Exercise details: If a line below contains "Internal", count it. Report the final total and nothing more.

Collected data
********************

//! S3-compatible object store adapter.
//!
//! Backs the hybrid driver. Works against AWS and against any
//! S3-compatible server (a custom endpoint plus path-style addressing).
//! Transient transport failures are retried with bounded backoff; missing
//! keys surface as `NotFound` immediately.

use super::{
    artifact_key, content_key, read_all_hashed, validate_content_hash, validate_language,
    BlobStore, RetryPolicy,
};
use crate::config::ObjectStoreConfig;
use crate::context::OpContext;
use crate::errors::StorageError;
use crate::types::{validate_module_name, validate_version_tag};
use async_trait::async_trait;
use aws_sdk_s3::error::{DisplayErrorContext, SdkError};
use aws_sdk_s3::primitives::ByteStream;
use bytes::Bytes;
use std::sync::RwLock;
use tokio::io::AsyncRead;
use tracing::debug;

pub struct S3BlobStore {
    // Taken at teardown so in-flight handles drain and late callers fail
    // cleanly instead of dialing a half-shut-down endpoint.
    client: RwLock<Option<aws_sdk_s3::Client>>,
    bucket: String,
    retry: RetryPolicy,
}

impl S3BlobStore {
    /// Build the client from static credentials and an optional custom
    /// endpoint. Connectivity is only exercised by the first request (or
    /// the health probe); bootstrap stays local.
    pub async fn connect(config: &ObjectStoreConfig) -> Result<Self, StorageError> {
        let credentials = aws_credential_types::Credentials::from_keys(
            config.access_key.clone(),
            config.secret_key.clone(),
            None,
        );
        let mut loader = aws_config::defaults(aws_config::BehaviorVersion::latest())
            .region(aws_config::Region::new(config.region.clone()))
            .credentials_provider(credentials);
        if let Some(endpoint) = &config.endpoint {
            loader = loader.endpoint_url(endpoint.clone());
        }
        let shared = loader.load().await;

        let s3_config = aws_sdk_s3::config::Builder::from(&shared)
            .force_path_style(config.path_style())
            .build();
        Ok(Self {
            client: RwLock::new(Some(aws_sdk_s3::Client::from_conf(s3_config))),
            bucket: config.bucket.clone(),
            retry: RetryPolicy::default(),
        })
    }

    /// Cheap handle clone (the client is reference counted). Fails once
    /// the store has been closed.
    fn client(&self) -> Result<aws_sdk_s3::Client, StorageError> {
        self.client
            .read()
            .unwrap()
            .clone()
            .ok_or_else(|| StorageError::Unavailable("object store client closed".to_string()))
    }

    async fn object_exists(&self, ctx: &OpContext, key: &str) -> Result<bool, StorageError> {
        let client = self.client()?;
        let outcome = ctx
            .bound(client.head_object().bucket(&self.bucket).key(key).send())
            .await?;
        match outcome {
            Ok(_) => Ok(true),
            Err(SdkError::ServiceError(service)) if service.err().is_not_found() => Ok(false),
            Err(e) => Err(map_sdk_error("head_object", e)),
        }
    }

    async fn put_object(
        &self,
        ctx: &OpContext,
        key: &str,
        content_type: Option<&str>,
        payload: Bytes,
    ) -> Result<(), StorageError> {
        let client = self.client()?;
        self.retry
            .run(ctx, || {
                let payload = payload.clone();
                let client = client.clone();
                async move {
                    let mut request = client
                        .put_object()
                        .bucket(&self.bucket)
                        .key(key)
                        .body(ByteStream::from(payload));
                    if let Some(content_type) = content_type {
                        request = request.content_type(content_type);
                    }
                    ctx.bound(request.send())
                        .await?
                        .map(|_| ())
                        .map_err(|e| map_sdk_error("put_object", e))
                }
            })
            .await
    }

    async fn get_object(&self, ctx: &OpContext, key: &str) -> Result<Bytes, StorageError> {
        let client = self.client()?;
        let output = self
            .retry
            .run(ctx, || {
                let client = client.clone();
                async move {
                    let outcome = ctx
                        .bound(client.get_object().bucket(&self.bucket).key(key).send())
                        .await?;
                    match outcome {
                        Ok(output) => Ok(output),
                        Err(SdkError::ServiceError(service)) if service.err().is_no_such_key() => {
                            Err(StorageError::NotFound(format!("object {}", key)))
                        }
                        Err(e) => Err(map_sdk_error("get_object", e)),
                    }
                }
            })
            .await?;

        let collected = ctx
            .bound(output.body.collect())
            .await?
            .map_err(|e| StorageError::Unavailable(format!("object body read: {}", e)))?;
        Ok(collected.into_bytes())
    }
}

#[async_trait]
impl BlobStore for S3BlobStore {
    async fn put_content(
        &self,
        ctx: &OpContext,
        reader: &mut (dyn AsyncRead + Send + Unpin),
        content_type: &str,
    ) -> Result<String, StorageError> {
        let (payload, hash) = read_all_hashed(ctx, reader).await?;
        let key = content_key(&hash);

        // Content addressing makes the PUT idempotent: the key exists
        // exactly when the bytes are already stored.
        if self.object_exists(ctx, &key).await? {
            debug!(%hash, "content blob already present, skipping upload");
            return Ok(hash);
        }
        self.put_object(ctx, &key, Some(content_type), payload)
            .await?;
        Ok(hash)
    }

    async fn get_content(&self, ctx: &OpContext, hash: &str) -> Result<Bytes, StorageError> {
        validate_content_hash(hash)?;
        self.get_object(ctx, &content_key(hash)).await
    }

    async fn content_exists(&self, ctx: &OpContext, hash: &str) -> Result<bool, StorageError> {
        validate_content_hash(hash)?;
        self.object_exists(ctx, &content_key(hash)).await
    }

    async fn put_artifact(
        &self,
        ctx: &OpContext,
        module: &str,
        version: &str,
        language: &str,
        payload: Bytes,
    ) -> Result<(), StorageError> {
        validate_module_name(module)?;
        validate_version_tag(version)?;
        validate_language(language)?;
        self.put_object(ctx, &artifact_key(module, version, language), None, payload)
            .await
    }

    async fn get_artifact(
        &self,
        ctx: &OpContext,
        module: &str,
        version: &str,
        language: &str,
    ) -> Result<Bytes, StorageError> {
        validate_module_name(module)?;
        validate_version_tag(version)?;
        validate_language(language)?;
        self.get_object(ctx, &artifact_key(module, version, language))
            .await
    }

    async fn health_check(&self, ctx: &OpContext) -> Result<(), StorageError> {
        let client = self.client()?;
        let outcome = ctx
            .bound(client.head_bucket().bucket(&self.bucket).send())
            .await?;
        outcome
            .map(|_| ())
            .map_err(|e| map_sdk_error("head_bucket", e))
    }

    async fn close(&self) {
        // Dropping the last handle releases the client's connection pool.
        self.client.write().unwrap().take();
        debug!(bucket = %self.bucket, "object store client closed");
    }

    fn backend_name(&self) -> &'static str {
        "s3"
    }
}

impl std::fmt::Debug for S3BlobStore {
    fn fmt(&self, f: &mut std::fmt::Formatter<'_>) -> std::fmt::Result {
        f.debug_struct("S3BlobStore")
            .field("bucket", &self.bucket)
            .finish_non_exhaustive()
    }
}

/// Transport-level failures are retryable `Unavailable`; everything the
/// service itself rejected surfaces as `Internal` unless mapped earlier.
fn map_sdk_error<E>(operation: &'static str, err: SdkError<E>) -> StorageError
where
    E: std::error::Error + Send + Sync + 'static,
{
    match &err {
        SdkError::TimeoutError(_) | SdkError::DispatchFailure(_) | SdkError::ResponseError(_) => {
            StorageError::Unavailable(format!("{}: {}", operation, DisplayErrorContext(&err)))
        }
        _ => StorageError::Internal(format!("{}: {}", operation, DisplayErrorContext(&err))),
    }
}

********************

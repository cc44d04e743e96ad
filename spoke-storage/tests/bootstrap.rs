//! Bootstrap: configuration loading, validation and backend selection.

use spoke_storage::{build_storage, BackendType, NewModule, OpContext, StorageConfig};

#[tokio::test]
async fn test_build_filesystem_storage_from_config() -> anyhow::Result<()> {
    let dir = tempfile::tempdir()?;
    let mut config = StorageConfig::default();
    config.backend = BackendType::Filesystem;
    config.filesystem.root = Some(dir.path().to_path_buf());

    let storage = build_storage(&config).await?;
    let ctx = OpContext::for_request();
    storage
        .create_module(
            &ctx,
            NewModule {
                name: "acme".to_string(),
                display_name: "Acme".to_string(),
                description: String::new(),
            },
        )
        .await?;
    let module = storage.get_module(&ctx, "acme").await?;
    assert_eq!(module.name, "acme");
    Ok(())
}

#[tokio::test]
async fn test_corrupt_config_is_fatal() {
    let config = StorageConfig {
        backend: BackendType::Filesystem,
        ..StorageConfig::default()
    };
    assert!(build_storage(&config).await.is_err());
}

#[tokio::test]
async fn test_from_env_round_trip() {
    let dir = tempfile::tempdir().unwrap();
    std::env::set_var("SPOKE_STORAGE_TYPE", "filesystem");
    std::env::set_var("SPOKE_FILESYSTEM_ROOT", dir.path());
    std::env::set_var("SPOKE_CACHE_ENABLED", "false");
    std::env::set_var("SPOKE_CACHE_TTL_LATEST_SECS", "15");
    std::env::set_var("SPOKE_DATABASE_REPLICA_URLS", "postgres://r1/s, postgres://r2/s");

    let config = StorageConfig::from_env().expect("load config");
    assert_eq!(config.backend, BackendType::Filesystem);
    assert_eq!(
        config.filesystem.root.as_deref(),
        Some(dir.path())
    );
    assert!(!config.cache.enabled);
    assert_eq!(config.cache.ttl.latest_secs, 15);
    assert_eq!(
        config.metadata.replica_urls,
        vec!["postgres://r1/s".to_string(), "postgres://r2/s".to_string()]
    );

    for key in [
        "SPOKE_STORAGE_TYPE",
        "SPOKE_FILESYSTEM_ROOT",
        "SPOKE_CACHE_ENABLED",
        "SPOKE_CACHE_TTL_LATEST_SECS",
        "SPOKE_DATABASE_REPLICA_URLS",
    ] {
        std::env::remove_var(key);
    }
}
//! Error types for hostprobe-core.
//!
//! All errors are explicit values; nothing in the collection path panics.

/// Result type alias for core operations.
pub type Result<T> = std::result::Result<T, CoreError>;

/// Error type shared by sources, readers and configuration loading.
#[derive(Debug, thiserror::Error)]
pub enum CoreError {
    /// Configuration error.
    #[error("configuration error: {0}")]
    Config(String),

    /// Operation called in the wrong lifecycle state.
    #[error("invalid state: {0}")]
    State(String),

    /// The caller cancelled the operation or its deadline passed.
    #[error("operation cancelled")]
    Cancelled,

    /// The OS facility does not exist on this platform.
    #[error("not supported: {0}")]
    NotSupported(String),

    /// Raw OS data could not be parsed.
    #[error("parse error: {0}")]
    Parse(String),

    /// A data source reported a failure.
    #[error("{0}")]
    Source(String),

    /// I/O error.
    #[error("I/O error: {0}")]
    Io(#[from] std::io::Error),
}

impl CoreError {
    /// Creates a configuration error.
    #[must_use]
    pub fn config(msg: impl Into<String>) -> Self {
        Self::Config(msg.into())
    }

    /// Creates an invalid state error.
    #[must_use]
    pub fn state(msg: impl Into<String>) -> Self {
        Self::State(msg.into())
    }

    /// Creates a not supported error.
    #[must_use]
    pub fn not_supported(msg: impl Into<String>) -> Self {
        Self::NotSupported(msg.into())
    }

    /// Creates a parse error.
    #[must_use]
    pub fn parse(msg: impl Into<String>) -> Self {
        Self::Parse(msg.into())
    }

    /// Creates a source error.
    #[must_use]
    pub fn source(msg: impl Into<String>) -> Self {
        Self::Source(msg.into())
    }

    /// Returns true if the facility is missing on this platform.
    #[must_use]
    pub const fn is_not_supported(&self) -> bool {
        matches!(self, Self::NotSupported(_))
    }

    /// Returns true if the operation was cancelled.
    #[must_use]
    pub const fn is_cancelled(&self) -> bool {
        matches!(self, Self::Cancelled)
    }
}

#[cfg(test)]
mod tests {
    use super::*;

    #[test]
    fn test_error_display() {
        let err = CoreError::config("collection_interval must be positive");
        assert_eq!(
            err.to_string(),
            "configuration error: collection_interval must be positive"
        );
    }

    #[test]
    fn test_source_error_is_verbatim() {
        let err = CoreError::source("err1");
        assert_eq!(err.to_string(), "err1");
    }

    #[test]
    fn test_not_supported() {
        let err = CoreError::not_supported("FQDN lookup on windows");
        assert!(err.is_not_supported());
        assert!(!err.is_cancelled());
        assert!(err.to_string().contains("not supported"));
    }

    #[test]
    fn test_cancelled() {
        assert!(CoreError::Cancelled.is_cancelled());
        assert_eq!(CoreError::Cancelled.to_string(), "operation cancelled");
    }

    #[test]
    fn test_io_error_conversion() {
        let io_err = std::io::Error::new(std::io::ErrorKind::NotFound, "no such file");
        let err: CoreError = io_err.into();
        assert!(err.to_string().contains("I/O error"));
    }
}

********************

Exercise output: 2